The Anisotropic Noise in Stochastic Gradient Descent: Its Behavior of Escaping from Minima and Regularization Effects
Abstract: Understanding the behavior of stochastic gradient descent (SGD) in the context of deep neural networks has raised lots of concerns recently. Along this line, we theoretically study a general form of gradient based optimization dynamics with unbiased noise, which unifies SGD and standard Langevin dynamics. Through investigating this general optimization dynamics, we analyze the behavior of SGD on escaping from minima and its regularization effects. A novel indicator is derived to characterize the efficiency of escaping from minima through measuring the alignment of noise covariance and the curvature of loss function.
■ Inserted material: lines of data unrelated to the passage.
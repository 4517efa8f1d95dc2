// Copyright (c) 2025 Fabstir
// SPDX-License-Identifier: BUSL-1.1
//! Semantic oracle trait definition

use async_trait::async_trait;
use tracing::{debug, warn};

use super::types::{Concept, OracleError};

/// Answers "does this concept appear in this text"
///
/// Implementations must tolerate paraphrase and synonymy, and be safe for
/// concurrent use from many audit tasks.
#[async_trait]
pub trait SemanticOracle: Send + Sync {
    /// Decide whether `concept` is expressed in `text`
    async fn matches(&self, concept: &Concept, text: &str) -> Result<bool, OracleError>;

    /// Get the oracle name for logging
    fn name(&self) -> &'static str;
}

/// Ask the oracle, degrading every failure to "no match"
///
/// An empty concept or empty text is answered `false` without a query.
pub async fn check_presence(oracle: &dyn SemanticOracle, concept: &Concept, text: &str) -> bool {
    if concept.is_empty() || text.trim().is_empty() {
        return false;
    }

    match oracle.matches(concept, text).await {
        Ok(found) => {
            debug!("Oracle {}: '{}' present = {}", oracle.name(), concept, found);
            found
        }
        Err(e) => {
            warn!(
                "Oracle {} failed for '{}', treating as no match: {}",
                oracle.name(),
                concept,
                e
            );
            false
        }
    }
}
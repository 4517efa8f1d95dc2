// Copyright (c) 2025 Fabstir
// SPDX-License-Identifier: BUSL-1.1
//! Audit report types
//!
//! A report maps every metric of the fixed catalogue to one record, plus the
//! resolved page language under the reserved `_lang` key.

use serde::Serialize;
use std::collections::BTreeMap;

/// Recommendation value meaning "no issue found"
pub const NO_ISSUE: &str = "/";

/// Reserved report key holding the language code
pub const LANGUAGE_KEY: &str = "_lang";

/// The fixed metric catalogue, in report order
#[derive(Debug, Clone, Copy, PartialEq, Eq, PartialOrd, Ord, Hash, Serialize)]
pub enum Metric {
    #[serde(rename = "Page Title")]
    PageTitle,
    #[serde(rename = "Primary KW in Title")]
    PrimaryKwInTitle,
    #[serde(rename = "Meta Description")]
    MetaDescription,
    #[serde(rename = "Primary KW in Description")]
    PrimaryKwInDescription,
    #[serde(rename = "H1 Structure")]
    H1Structure,
    #[serde(rename = "Primary KW in H1")]
    PrimaryKwInH1,
    #[serde(rename = "H3 Presence")]
    H3Presence,
    #[serde(rename = "H5/H6 Depth")]
    H5H6Depth,
    #[serde(rename = "Paragraph Length")]
    ParagraphLength,
    #[serde(rename = "Bullet List Presence")]
    BulletListPresence,
    #[serde(rename = "Internal Links Count")]
    InternalLinksCount,
    #[serde(rename = "Internal Link Anchor Length")]
    InternalLinkAnchorLength,
    #[serde(rename = "Bold Text Count")]
    BoldTextCount,
    #[serde(rename = "Bold Sequence Length")]
    BoldSequenceLength,
    #[serde(rename = "Secondary KWs in Content")]
    SecondaryKwsInContent,
    #[serde(rename = "Images & Word Count Ratio")]
    ImagesWordCountRatio,
    #[serde(rename = "Image Alt Text Presence")]
    ImageAltTextPresence,
    #[serde(rename = "Primary KW in Image Alts")]
    PrimaryKwInImageAlts,
    #[serde(rename = "Primary KW in Content")]
    PrimaryKwInContent,
    #[serde(rename = "Banner / CTA")]
    BannerCta,
}

/// Which keywords a metric is about, for the tip layer
#[derive(Debug, Clone, Copy, PartialEq, Eq)]
pub enum KeywordScope {
    None,
    Primary,
    Secondary,
}

impl Metric {
    pub const ALL: [Metric; 20] = [
        Metric::PageTitle,
        Metric::PrimaryKwInTitle,
        Metric::MetaDescription,
        Metric::PrimaryKwInDescription,
        Metric::H1Structure,
        Metric::PrimaryKwInH1,
        Metric::H3Presence,
        Metric::H5H6Depth,
        Metric::ParagraphLength,
        Metric::BulletListPresence,
        Metric::InternalLinksCount,
        Metric::InternalLinkAnchorLength,
        Metric::BoldTextCount,
        Metric::BoldSequenceLength,
        Metric::SecondaryKwsInContent,
        Metric::ImagesWordCountRatio,
        Metric::ImageAltTextPresence,
        Metric::PrimaryKwInImageAlts,
        Metric::PrimaryKwInContent,
        Metric::BannerCta,
    ];

    /// Display name, also the report key
    pub fn name(self) -> &'static str {
        match self {
            Metric::PageTitle => "Page Title",
            Metric::PrimaryKwInTitle => "Primary KW in Title",
            Metric::MetaDescription => "Meta Description",
            Metric::PrimaryKwInDescription => "Primary KW in Description",
            Metric::H1Structure => "H1 Structure",
            Metric::PrimaryKwInH1 => "Primary KW in H1",
            Metric::H3Presence => "H3 Presence",
            Metric::H5H6Depth => "H5/H6 Depth",
            Metric::ParagraphLength => "Paragraph Length",
            Metric::BulletListPresence => "Bullet List Presence",
            Metric::InternalLinksCount => "Internal Links Count",
            Metric::InternalLinkAnchorLength => "Internal Link Anchor Length",
            Metric::BoldTextCount => "Bold Text Count",
            Metric::BoldSequenceLength => "Bold Sequence Length",
            Metric::SecondaryKwsInContent => "Secondary KWs in Content",
            Metric::ImagesWordCountRatio => "Images & Word Count Ratio",
            Metric::ImageAltTextPresence => "Image Alt Text Presence",
            Metric::PrimaryKwInImageAlts => "Primary KW in Image Alts",
            Metric::PrimaryKwInContent => "Primary KW in Content",
            Metric::BannerCta => "Banner / CTA",
        }
    }

    pub fn keyword_scope(self) -> KeywordScope {
        match self {
            Metric::PrimaryKwInTitle
            | Metric::PrimaryKwInDescription
            | Metric::PrimaryKwInH1
            | Metric::PrimaryKwInImageAlts
            | Metric::PrimaryKwInContent => KeywordScope::Primary,
            Metric::SecondaryKwsInContent => KeywordScope::Secondary,
            _ => KeywordScope::None,
        }
    }
}

impl std::fmt::Display for Metric {
    fn fmt(&self, f: &mut std::fmt::Formatter<'_>) -> std::fmt::Result {
        f.write_str(self.name())
    }
}

/// Outcome of one rule for one page
#[derive(Debug, Clone, PartialEq, Eq, Serialize)]
pub struct MetricRecord {
    /// Advice text, or [`NO_ISSUE`]
    pub recommendation: String,
    /// Current page content backing the verdict
    pub example: String,
}

impl MetricRecord {
    /// Record with no issue
    pub fn ok(example: impl Into<String>) -> Self {
        Self {
            recommendation: NO_ISSUE.to_string(),
            example: example.into(),
        }
    }

    /// Record flagging an issue
    pub fn issue(recommendation: impl Into<String>, example: impl Into<String>) -> Self {
        Self {
            recommendation: recommendation.into(),
            example: example.into(),
        }
    }

    pub fn is_issue(&self) -> bool {
        !self.recommendation.is_empty() && self.recommendation != NO_ISSUE
    }
}

/// Full audit of one page
#[derive(Debug, Clone, PartialEq, Eq, Serialize)]
pub struct AuditReport {
    #[serde(skip)]
    pub url: String,
    /// ISO 639-1 code when known
    #[serde(rename = "_lang")]
    pub language: String,
    #[serde(flatten)]
    pub metrics: BTreeMap<Metric, MetricRecord>,
}

impl AuditReport {
    pub fn get(&self, metric: Metric) -> Option<&MetricRecord> {
        self.metrics.get(&metric)
    }

    /// Flagged metrics in catalogue order
    pub fn issues(&self) -> impl Iterator<Item = (Metric, &MetricRecord)> {
        self.metrics
            .iter()
            .filter(|(_, record)| record.is_issue())
            .map(|(metric, record)| (*metric, record))
    }

    /// Whether every catalogue metric has a record
    pub fn is_complete(&self) -> bool {
        Metric::ALL.iter().all(|m| self.metrics.contains_key(m))
    }
}

/// Result of auditing one URL
#[derive(Debug, Clone, PartialEq, Eq, Serialize)]
#[serde(untagged)]
pub enum UrlAudit {
    Report(AuditReport),
    /// Terminal failure; no partial report is produced
    Failed { error: String },
}

impl UrlAudit {
    pub fn report(&self) -> Option<&AuditReport> {
        match self {
            Self::Report(report) => Some(report),
            Self::Failed { .. } => None,
        }
    }

    pub fn error(&self) -> Option<&str> {
        match self {
            Self::Report(_) => None,
            Self::Failed { error } => Some(error),
        }
    }
}
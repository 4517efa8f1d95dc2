// Copyright (c) 2025 Fabstir
// SPDX-License-Identifier: BUSL-1.1
//! LLM-backed semantic oracle
//!
//! Asks a chat model for a yes/no verdict. Requests are paced by a shared
//! rate limiter.

use async_trait::async_trait;

use super::chat::ChatClient;
use super::config::OracleConfig;
use super::provider::SemanticOracle;
use super::rate_limiter::OracleRateLimiter;
use super::types::{Concept, OracleError};

const PRIMARY_SYSTEM_PROMPT: &str = "You are a semantic analysis tool for SEO keywords.";
const SECONDARY_SYSTEM_PROMPT: &str = "You are a semantic analysis tool for SEO secondary keywords.";

/// Oracle that delegates to an OpenAI-compatible chat model
pub struct LlmOracle {
    chat: ChatClient,
    limiter: OracleRateLimiter,
}

impl LlmOracle {
    /// Create an oracle from configuration; requires an API key
    pub fn new(config: &OracleConfig) -> Result<Self, OracleError> {
        if !config.is_configured() {
            return Err(OracleError::NotConfigured(
                "OPENAI_API_KEY is not set".to_string(),
            ));
        }

        Ok(Self {
            chat: ChatClient::new(config)?,
            limiter: OracleRateLimiter::new(config.rate_limit_per_minute),
        })
    }

    /// Build the (system, user) prompt pair for a query
    pub fn prompts(concept: &Concept, text: &str) -> (&'static str, String) {
        let (system, target) = match concept {
            Concept::Single(term) => (PRIMARY_SYSTEM_PROMPT, format!("this element {}", term)),
            Concept::Many(_) => (
                SECONDARY_SYSTEM_PROMPT,
                format!("each element of {}", concept),
            ),
        };

        let user = format!(
            "You are a helpful assistant specialized in analyzing the content of the website. \
             Try to find {} by finding its contextual and semantic match in the following text: {} \
             A match is considered even if the words don't match exactly but the concept or idea matches. \
             Answer only 'yes' or 'no'.",
            target, text
        );

        (system, user)
    }

    /// Interpret a model reply; anything containing "yes" is a match
    pub fn is_affirmative(answer: &str) -> bool {
        answer.to_lowercase().contains("yes")
    }
}

#[async_trait]
impl SemanticOracle for LlmOracle {
    async fn matches(&self, concept: &Concept, text: &str) -> Result<bool, OracleError> {
        let (system, user) = Self::prompts(concept, text);
        self.limiter.wait().await;
        let answer = self.chat.complete(system, &user, 0.0).await?;
        Ok(Self::is_affirmative(&answer))
    }

    fn name(&self) -> &'static str {
        "llm"
    }
}
// Copyright (c) 2025 Fabstir
// SPDX-License-Identifier: BUSL-1.1
//! Page fetching and normalisation
//!
//! Retrieves a page with bounded retry/backoff, strips boilerplate and
//! produces the immutable document every rule evaluator reads.
//!
//! ## Architecture
//!
//! ```text
//! URL → ContentFetcher (retry on 429 / network) → HTML → strip_noise → PageDocument
//! ```
//!
//! ## Usage
//!
//! ```ignore
//! let fetcher = ContentFetcher::new(FetchConfig::from_env());
//! let document = fetcher.fetch("https://example.com").await?;
//! println!("{}", document.title());
//! ```

pub mod config;
pub mod document;
pub mod fetcher;
pub mod sanitize;

pub use config::FetchConfig;
pub use document::{PageAnchor, PageDocument, PageImage};
pub use fetcher::{ContentFetcher, FetchError, PageSource};
pub use sanitize::{strip_noise, NOISE_ELEMENTS};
Based on this indicator, two conditions are established to show which type of noise structure is superior to isotropic noise in term of escaping efficiency. We further show that the anisotropic noise in SGD satisfies the two conditions, and thus helps to escape from sharp and poor minima effectively, towards more stable and flat minima that typically generalize well. We verify our understanding through comparing
this anisotropic diffusion with full gradient descent plus isotropic diffusion (i.e. Langevin dynamics) and other types of position-dependent noise.
Keywords: Stochastic gradient descent, anisotropic noise, regularization
TL;DR: We provide theoretical and empirical analysis on the role of anisotropic noise introduced by stochastic gradient on escaping from minima.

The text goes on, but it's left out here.